Anchors come in 4 main types
- Fluke Anchors
- Dead weight anchors
- Auger anchors
- Sea Anchors
To learn more about different types of anchor click here.
The below video has a good explanation of anchor types relating to kayaks.
Kayaks are just about the smallest vessels out on the water. They have very minimal needs when it comes to anchors. You are not likely to leave your kayak anchored out in open water during a storm with a rocky beach downwind of you. For a fluke or drag anchor you need an anchor less than 5 lbs. For a dead weight anchor you need 8 to 10 lbs of weight.

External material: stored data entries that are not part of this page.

#[cfg(test)]
mod tests {
    use super::*;
    use sest_core::{StateMachine, Transition};
    use sest_env::{EventRequest, ServiceState};
    use serde_json::Value;

    fn setup(seed: u64) -> (EventSynchronizer, VirtualClock, FaultInjector) {
        let clock = VirtualClock::new();
        let machine = || {
            StateMachine::new(ServiceState::with_status("idle"))
                .with_transition(Transition::new("start", ["idle"], "processing"))
        };
        let sync = EventSynchronizer::new([("a", machine()), ("b", machine())], clock.clone());
        let injector = FaultInjector::new(sync.clone(), clock.clone(), seed);
        (sync, clock, injector)
    }

    fn status(sync: &EventSynchronizer, service: &str) -> String {
        sync.get_state(service).unwrap().status
    }

    #[test]
    fn test_fault_type_parsing() {
        assert_eq!("temporaryFailure".parse::<FaultType>(), Ok(FaultType::TemporaryFailure));
        assert_eq!("message_loss".parse::<FaultType>(), Ok(FaultType::MessageLoss));
        assert_eq!(
            "meteorStrike".parse::<FaultType>(),
            Err(SestError::InvalidFaultType("meteorStrike".to_string()))
        );

        for fault_type in FaultType::all() {
            assert_eq!(fault_type.name().parse::<FaultType>(), Ok(fault_type));
        }
    }

    #[test]
    fn test_option_defaults() {
        let options = FaultOptions::default();

        assert_eq!(
            Fault::from_options(FaultType::TemporaryFailure, &options),
            Fault::TemporaryFailure { duration: 2000 }
        );
        assert_eq!(
            Fault::from_options(FaultType::MessageLoss, &options),
            Fault::MessageLoss { loss_percentage: 10.0 }
        );
    }

    #[test]
    fn test_options_deserialize_camel_case() {
        let options: FaultOptions =
            serde_json::from_str(r#"{"duration": 500, "lossPercentage": 25.0}"#).unwrap();

        assert_eq!(options.duration, Some(500));
        assert_eq!(options.loss_percentage, Some(25.0));
        assert_eq!(options.latency, None);
    }

    #[test]
    fn test_invalid_fault_type_rejected() {
        let (sync, _, injector) = setup(1);

        let result = injector.inject_named("a", "meteorStrike", &FaultOptions::default());
        assert_eq!(result, Err(SestError::invalid_fault_type("meteorStrike")));
        assert_eq!(sync.middleware_count(), 0);
    }

    #[test]
    fn test_unknown_service_rejected() {
        let (_, _, injector) = setup(1);

        assert_eq!(
            injector.inject("ghost", Fault::PermanentFailure),
            Err(SestError::unknown_service("ghost"))
        );
        assert!(injector.active_faults().is_empty());
    }

    #[test]
    fn test_temporary_failure() {
        let (sync, clock, injector) = setup(1);
        injector
            .inject_named("a", "temporaryFailure", &FaultOptions::default().with_duration(2000))
            .unwrap();

        sync.send("a", "start", Value::Null).unwrap();
        assert_eq!(status(&sync, "a"), "idle");

        // The dropped event is not replayed by advancing time
        clock.advance_time(2000);
        assert_eq!(status(&sync, "a"), "idle");

        sync.send("a", "start", Value::Null).unwrap();
        assert_eq!(status(&sync, "a"), "processing");
    }

    #[test]
    fn test_temporary_failure_only_targets_service() {
        let (sync, _, injector) = setup(1);
        injector.inject("a", Fault::TemporaryFailure { duration: 100 }).unwrap();

        sync.send("b", "start", Value::Null).unwrap();
        assert_eq!(status(&sync, "b"), "processing");
    }

    #[test]
    fn test_permanent_failure_survives_reset() {
        let (sync, clock, injector) = setup(1);
        injector.inject("b", Fault::PermanentFailure).unwrap();

        sync.send("b", "start", Value::Null).unwrap();
        assert_eq!(status(&sync, "b"), "idle");

        sync.reset();
        clock.reset();
        clock.advance_time(1_000_000);

        let mut handle = sync.send("b", "start", Value::Null).unwrap();
        assert_eq!(status(&sync, "b"), "idle");
        assert!(!handle.is_resolved());

        sync.send("a", "start", Value::Null).unwrap();
        assert_eq!(status(&sync, "a"), "processing");
    }

    #[test]
    fn test_message_loss_eventually_delivers() {
        let (sync, _, injector) = setup(7);
        injector.inject("a", Fault::MessageLoss { loss_percentage: 50.0 }).unwrap();

        let mut attempts = 0;
        while status(&sync, "a") != "processing" && attempts < 64 {
            sync.send("a", "start", Value::Null).unwrap();
            attempts += 1;
        }

        assert_eq!(status(&sync, "a"), "processing");
    }

    #[test]
    fn test_message_loss_extremes() {
        let (sync, _, injector) = setup(3);
        injector.inject("a", Fault::MessageLoss { loss_percentage: 100.0 }).unwrap();
        injector.inject("b", Fault::MessageLoss { loss_percentage: 0.0 }).unwrap();

        for _ in 0..20 {
            sync.send("a", "start", Value::Null).unwrap();
        }
        sync.send("b", "start", Value::Null).unwrap();

        assert_eq!(status(&sync, "a"), "idle");
        assert_eq!(status(&sync, "b"), "processing");
    }

    #[test]
    fn test_message_loss_is_reproducible_from_seed() {
        let outcomes = |seed: u64| -> Vec<bool> {
            let (sync, _, injector) = setup(seed);
            injector.inject("a", Fault::MessageLoss { loss_percentage: 50.0 }).unwrap();
            (0..32)
                .map(|_| {
                    sync.reset();
                    let mut handle = sync.send("a", "start", Value::Null).unwrap();
                    handle.is_resolved()
                })
                .collect()
        };

        assert_eq!(outcomes(99), outcomes(99));
    }

    #[test]
    fn test_latency_defers_events() {
        let (sync, clock, injector) = setup(1);
        injector.inject("a", Fault::Latency { delay: 300 }).unwrap();

        sync.send("a", "start", Value::Null).unwrap();
        assert_eq!(status(&sync, "a"), "idle");

        clock.advance_time(299);
        assert_eq!(status(&sync, "a"), "idle");

        clock.advance_time(1);
        assert_eq!(status(&sync, "a"), "processing");
    }

    #[test]
    fn test_latency_extends_scheduled_time() {
        let (sync, clock, injector) = setup(1);
        injector.inject("a", Fault::Latency { delay: 100 }).unwrap();

        sync.send_event(EventRequest::new("a", "start", Value::Null).scheduled_at(500))
            .unwrap();

        clock.advance_time(500);
        assert_eq!(status(&sync, "a"), "idle");
        clock.advance_time(100);
        assert_eq!(status(&sync, "a"), "processing");
    }

    #[test]
    fn test_active_faults_and_clear() {
        let (sync, clock, injector) = setup(1);
        clock.advance_time(5);
        injector.inject("a", Fault::PermanentFailure).unwrap();
        injector.inject("b", Fault::Latency { delay: 10 }).unwrap();

        let faults = injector.active_faults();
        assert_eq!(faults.len(), 2);
        assert_eq!(faults[0].service, "a");
        assert_eq!(faults[0].installed_at, 5);
        assert_eq!(faults[1].fault.fault_type(), FaultType::Latency);

        assert_eq!(injector.clear_all(), 2);
        assert!(injector.active_faults().is_empty());

        sync.send("a", "start", Value::Null).unwrap();
        assert_eq!(status(&sync, "a"), "processing");
    }

    proptest::proptest! {
        #[test]
        fn prop_out_of_range_loss_is_clamped(seed in proptest::prelude::any::<u64>(), excess in 0.0f64..1000.0) {
            let (sync, _, injector) = setup(seed);
            injector.inject("a", Fault::MessageLoss { loss_percentage: 100.0 + excess }).unwrap();
            injector.inject("b", Fault::MessageLoss { loss_percentage: -excess }).unwrap();

            sync.send("a", "start", Value::Null).unwrap();
            sync.send("b", "start", Value::Null).unwrap();

            proptest::prop_assert_eq!(status(&sync, "a"), "idle");
            proptest::prop_assert_eq!(status(&sync, "b"), "processing");
        }
    }
}
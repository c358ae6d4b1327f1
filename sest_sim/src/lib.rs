//! SEST Deterministic Simulation Testing (DST) Harness
//!
//! This crate wires the SEST engines into a controlled environment where a
//! set of service state machines runs deterministically under injected
//! faults.
//!
//! # Core Principle: Nothing Happens Unless the Caller Says So
//!
//! - **Time**: the virtual clock moves only on `advance_time`
//! - **Delivery**: every event crosses the middleware chain, where faults live
//! - **Randomness**: message loss draws from a single seeded RNG
//!
//! # Architecture
//!
//! ```text
//! ┌───────────────────────────────────────────────────────────┐
//! │                         SimWorld                          │
//! │  ┌────────────────┐   set_timeout   ┌──────────────────┐  │
//! │  │ VirtualClock   │◄────────────────│ EventSynchronizer│  │
//! │  └────────────────┘                 │  middleware ──►  │  │
//! │          ▲                          │  queue ──► drain │  │
//! │          │ now()                    └────────▲─────────┘  │
//! │  ┌───────┴──────────────────────────────────┴─────────┐   │
//! │  │            FaultInjector (installs middleware)     │   │
//! │  └────────────────────────────────────────────────────┘   │
//! └───────────────────────────────────────────────────────────┘
//! ```
//!
//! # Usage
//!
//! ```ignore
//! use sest_sim::{services, SimConfig, SimWorld};
//!
//! let world = SimWorld::new(services::demo_machines(), SimConfig::default());
//! world.inject_named("serviceA", "temporaryFailure", &Default::default())?;
//! world.send_event("serviceA", "start", serde_json::Value::Null)?;
//! ```

mod fault;
mod runner;
mod world;
pub mod scenarios;
pub mod services;

pub use fault::{
    Fault, FaultInjector, FaultOptions, FaultType, InstalledFault, LatencyFault, MessageLossFault,
    PermanentBlackout, TemporaryBlackout, DEFAULT_BLACKOUT_DURATION, DEFAULT_LATENCY,
    DEFAULT_LOSS_PERCENTAGE,
};
pub use runner::{
    results_json, ScenarioFailure, ScenarioMetrics, ScenarioResult, ScenarioRunner,
    MIN_LOSS_ATTEMPTS,
};
pub use world::{SimConfig, SimWorld};
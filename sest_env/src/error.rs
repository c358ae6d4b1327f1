//! Error types for the SEST simulation harness.

use thiserror::Error;

/// Errors surfaced synchronously to the caller of a harness operation.
///
/// None of these are retried internally. A dropped event is not an error:
/// its handle simply never resolves.
#[derive(Debug, Clone, PartialEq, Eq, Error)]
pub enum SestError {
    /// The service name is not part of the configured machine set
    #[error("Unknown service: '{0}'")]
    UnknownService(String),

    /// No transition matches the event from the service's current status
    #[error("Invalid transition for service '{service}' with event '{event}' (status '{status}')")]
    InvalidTransition {
        service: String,
        event: String,
        status: String,
    },

    /// Unrecognized fault-injection request
    #[error("Invalid fault type: '{0}'")]
    InvalidFaultType(String),
}

impl SestError {
    /// Creates an unknown-service error.
    pub fn unknown_service(service: impl Into<String>) -> Self {
        Self::UnknownService(service.into())
    }

    /// Creates an invalid-transition error.
    pub fn invalid_transition(
        service: impl Into<String>,
        event: impl Into<String>,
        status: impl Into<String>,
    ) -> Self {
        Self::InvalidTransition {
            service: service.into(),
            event: event.into(),
            status: status.into(),
        }
    }

    /// Creates an invalid-fault-type error.
    pub fn invalid_fault_type(fault_type: impl std::fmt::Display) -> Self {
        Self::InvalidFaultType(fault_type.to_string())
    }
}

#[cfg(test)]
mod tests {
    use super::*;

    #[test]
    fn test_invalid_transition_names_service_and_event() {
        let err = SestError::invalid_transition("serviceA", "finish", "idle");
        let msg = err.to_string();

        assert!(msg.contains("'serviceA'"));
        assert!(msg.contains("'finish'"));
        assert!(msg.contains("'idle'"));
    }

    #[test]
    fn test_invalid_fault_type_message() {
        let err = SestError::invalid_fault_type("meteorStrike");
        assert_eq!(err.to_string(), "Invalid fault type: 'meteorStrike'");
    }
}
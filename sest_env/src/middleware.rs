//! Event interception abstraction.

use crate::types::Event;

/// Outcome of running one interceptor on an event.
#[derive(Debug, Clone, Copy, PartialEq, Eq)]
pub enum Verdict {
    /// Hand the event to the next interceptor (or the queue)
    Proceed,

    /// Drop the event silently; its handle never resolves
    Drop,
}

/// An interceptor in the delivery chain.
///
/// Interceptors run in installation order for every event, regardless of the
/// service the event targets. The chain is walked by plain iteration: the
/// first `Verdict::Drop` ends it.
///
/// # Packet Flow
///
/// ```text
/// send_event --> [mw 1] --> [mw 2] --> ... --> pending queue --> drain
///                   |          |
///                   +-- Drop --+--> lost (never resolves)
/// ```
///
/// Closures of shape `Fn(&mut Event) -> Verdict` implement this trait.
pub trait Middleware: Send + Sync + 'static {
    /// Inspects (and possibly reshapes) the event.
    fn handle(&self, event: &mut Event) -> Verdict;

    /// Short label used in logs.
    fn name(&self) -> &str {
        "middleware"
    }
}

impl<F> Middleware for F
where
    F: Fn(&mut Event) -> Verdict + Send + Sync + 'static,
{
    fn handle(&self, event: &mut Event) -> Verdict {
        self(event)
    }
}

Fluke anchors have large flukes or claws or teeth that dig into the sand or mud when they are drug across the sea floor. They work by digging into the ground. Some fluke shapes also work for rocky bottoms. Common fluke anchors are Danforth, Bruce, Navy, Claw, CQR, and Grapnel. Most of these styles are not available in weights that are suitable for a kayak. The main types you will see in small weights are Grapnel and Danforth. There is currently a couple of small Navy anchors available too.
1 – Airhead Complete Grapnel Anchor System
The grapnel anchor is a small claw with 4 folding teeth. This anchor is good for holding onto rocks and can dig into sand as well. These work well for a short term anchor for a few hours. They work very well in streams and rivers with rocky bottoms. Because the teeth are folding they pack into a very compact package. If the one you buy is not rubber coated you will want to be careful not to scratch your kayak with it.
If you are using it in sand, a couple of feet of chain between the anchor and rope make it much easier to set the anchor. This is true for all fluke anchor types. These make very good all purpose anchors when your just not sure what and where you will be anchoring at.
- 3 1/3 pound 4 fluke folding anchor will hold in mud, sand, gravel and rock
- Designed for boats, sailboats, personal watercraft, inflatable boats, canoes, and float tubes
- Fits under most boat seats, in PWC storage compartments, or in PWC storage canisters
- 25 foot long marine grade rope
- Durable nylon storage case is padded for added protection
2 – Airhead PWC Fluke Danforth Anchor
Danforth anchors are very common for 20 to 40 foot boats. It’s one of the most common anchor types you will see. Almost every new boat that includes an anchor comes with this type. They work great on sand and mud bottoms. The 2 sharp flukes are good at digging down into the bottom. They provide a very secure anchor once they are set. A few feet of chain attached to the anchor makes them much easier to set.
They need a large amount of scope or anchor line to work well. They need a scope of 5:1 to 8:1 to set and hold. That means if you are in water that is 10 feet deep you will need 50 to 80 feet of line. It will be very difficult to get the anchor to set with less than 5:1 scope. You will be pulling up on the anchor which will prevent the flukes from digging down.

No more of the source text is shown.